©The Author(s) 2016. Published by Baishideng Publishing Group Inc. All rights reserved.
Leptospirosis: A clinical review of evidence based diagnosis, treatment and prevention
Alison B Lane, Walter Reed National Military Medical Center, Bethesda, MD 20899, United States
Michael M Dore, Department of Medicine, Naval Hospital Guam, Guam, CA 96910, United States
Author contributions: All authors participated equally in the writing of the manuscript.
Conflict-of-interest statement: None. The identification of specific products or scientific instrumentation are considered an integral part of the scientific endeavor and does not constitute endorsement or implied endorsement on the part of the author, DoD, or any component agency. The views expressed in this article are those of the author and do not reflect the official policy of the Department of the Navy, Department of Defense, or United States Government.
Open-Access: This article is an open-access article which was selected by an in-house editor and fully peer-reviewed by external reviewers. It is distributed in accordance with the Creative Commons Attribution Non Commercial (CC BY-NC 4.0) license, which permits others to distribute, remix, adapt, build upon this work non-commercially, and license their derivative works on different terms, provided the original work is properly cited and the use is non-commercial. See: http://creativecommons.org/licenses/by-nc/4.0/
Correspondence to: Michael M Dore, MD, Department of Medicine, Naval Hospital Guam, PSC 4555 Box 208, FPO AP 96540, Guam, CA 96910, United States. email@example.com
Telephone: +1-671-3449202 Fax: +1-671-3449010
Received: August 21, 2016
Peer-review started: August 23, 2016
First decision: September 28, 2016
Revised: October 8, 2016
Accepted: October 22, 2016
Article in press: October 24, 2016
Published online: November 25, 2016
Leptospirosis, caused by the spirochetal bacteria Leptospira, is a zoonotic disease with worldwide distribution and increasing prevalence. Clinical presentation is often nonspecific and can vary in severity from asymptomatic to fatal multi-system organ failure. The recent estimated worldwide incidence of leptospirosis is approximately 1.03 million cases with 58900 associated deaths. Actual rates are likely higher: Many cases may go unrecognized due to their mild and nonspecific nature, definitive confirmation of diagnosis via laboratory testing is challenging, and in many countries (including the United States as well as many developing nations with high endemicity), leptospirosis is not a reportable disease[2,3]. The incidence in tropical areas is up to ten times higher, likely due to a combination of factors, including environmental (higher temperatures, humidity, and rainfall favoring organism survival) as well as socioeconomic (poor sanitation, closer human contact with both rodents and domestic animals)[4,5]. Occupations with exposure to animals or water (farmers/ranchers, vets, rice farmers, military personnel) have also been associated with higher risk of acquiring leptospirosis.
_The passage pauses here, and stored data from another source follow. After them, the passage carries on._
//! The in-memory result: live selection and answers for one navigator.

use serde_json::Value;
use std::collections::HashMap;
use tracing::{debug, warn};

use crate::catalog::TrackedCatalog;
use crate::error::{Result, TrackingError};
use crate::result::collection::CollectionDocument;
use crate::result::{StepResult, TrackedItemAnswer, TrackedItemsCollectionResult};

/// Owns the navigator's collection result and the answers imported from
/// prior client data.
///
/// The collection is created on first access.
#[derive(Debug, Clone)]
pub struct InMemoryResult {
    identifier: String,
    result: Option<TrackedItemsCollectionResult>,
    prior_answers: HashMap<String, TrackedItemAnswer>,
}

impl InMemoryResult {
    /// `identifier` names the collection when it is first created.
    pub fn new(identifier: impl Into<String>) -> Self {
        Self {
            identifier: identifier.into(),
            result: None,
            prior_answers: HashMap::new(),
        }
    }

    /// The result, if it has been created.
    pub fn peek(&self) -> Option<&TrackedItemsCollectionResult> {
        self.result.as_ref()
    }

    pub fn get_mut(&mut self) -> &mut TrackedItemsCollectionResult {
        let identifier = &self.identifier;
        self.result
            .get_or_insert_with(|| TrackedItemsCollectionResult::new(identifier.clone()))
    }

    pub fn has_selection(&self) -> bool {
        self.peek()
            .is_some_and(|r| !r.selected_identifiers().is_empty())
    }

    pub fn has_required_values(&self) -> bool {
        self.peek().map_or(true, |r| r.has_required_values())
    }

    /// Replace the selection. New items are seeded from prior data when
    /// available, otherwise from catalog defaults.
    pub fn update_selected(&mut self, identifiers: &[String], catalog: &TrackedCatalog) {
        let prior = &self.prior_answers;
        let identifier = &self.identifier;
        let result = self
            .result
            .get_or_insert_with(|| TrackedItemsCollectionResult::new(identifier.clone()));
        result.update_selected_seeded(identifiers, catalog, |item| match prior.get(&item.identifier) {
            Some(answer) => {
                let mut answer = answer.clone();
                answer.apply_requirements(Some(item));
                answer
            }
            None => TrackedItemAnswer::seeded(item),
        });
    }

    pub fn update_selected_by_removing(&mut self, identifiers: &[String]) {
        self.get_mut().update_selected_by_removing(identifiers);
    }

    pub fn update_details(&mut self, result: &StepResult) {
        if !self.get_mut().update_details(result) {
            debug!(step = %result.identifier, "No tracked item details applied");
        }
    }

    /// Replace the whole result, as reported by a review step.
    pub fn replace(&mut self, mut result: TrackedItemsCollectionResult, catalog: &TrackedCatalog) {
        result.apply_requirements(catalog);
        self.result = Some(result);
    }

    /// Re-seed answer requirements after the catalog changed.
    pub fn refresh_requirements(&mut self, catalog: &TrackedCatalog) {
        if let Some(result) = self.result.as_mut() {
            result.apply_requirements(catalog);
        }
    }

    /// Import previously persisted selections and answers.
    ///
    /// Accepts a persisted collection object or a bare array of answers.
    /// On error the current state is left untouched.
    pub fn import_client_data(&mut self, data: &Value, catalog: &TrackedCatalog) -> Result<()> {
        let (identifiers, answers): (Vec<String>, Vec<TrackedItemAnswer>) = match data {
            Value::Object(_) => {
                let document: CollectionDocument = serde_json::from_value(data.clone())
                    .map_err(|e| TrackingError::InvalidClientData(e.to_string()))?;
                let answers = document.persisted_answers().to_vec();
                let collection = TrackedItemsCollectionResult::try_from(document)
                    .map_err(|e| TrackingError::InvalidClientData(e.to_string()))?;
                (collection.selected_identifiers().to_vec(), answers)
            }
            Value::Array(_) => {
                let answers: Vec<TrackedItemAnswer> = serde_json::from_value(data.clone())
                    .map_err(|e| TrackingError::InvalidClientData(e.to_string()))?;
                (answers.iter().map(|a| a.identifier.clone()).collect(), answers)
            }
            other => {
                return Err(TrackingError::InvalidClientData(format!(
                    "expected an object or array, found {other}"
                )))
            }
        };

        for id in identifiers.iter().filter(|id| !catalog.contains(id)) {
            warn!(item = %id, "Prior client data references an item missing from the catalog");
        }

        // Selected items without a persisted record fall back to catalog defaults.
        self.prior_answers = answers
            .into_iter()
            .map(|a| (a.identifier.clone(), a))
            .collect();
        self.result = Some(TrackedItemsCollectionResult::new(self.identifier.clone()));
        self.update_selected(&identifiers, catalog);

        debug!(
            selected = self.peek().map_or(0, |r| r.selected_identifiers().len()),
            "Imported prior client data"
        );
        Ok(())
    }
}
In developed countries, travel-related infections and recreational exposures have become increasingly recognized as a source of Leptospira infection. A 2009 review estimated that over half of leptospirosis cases in the United Kingdom were acquired abroad during travel to tropical regions. Many cases have occurred in association with water-based activities such as swimming, triathlons, canoeing, and kayaking, including several outbreaks within the United States and abroad[6,8-10].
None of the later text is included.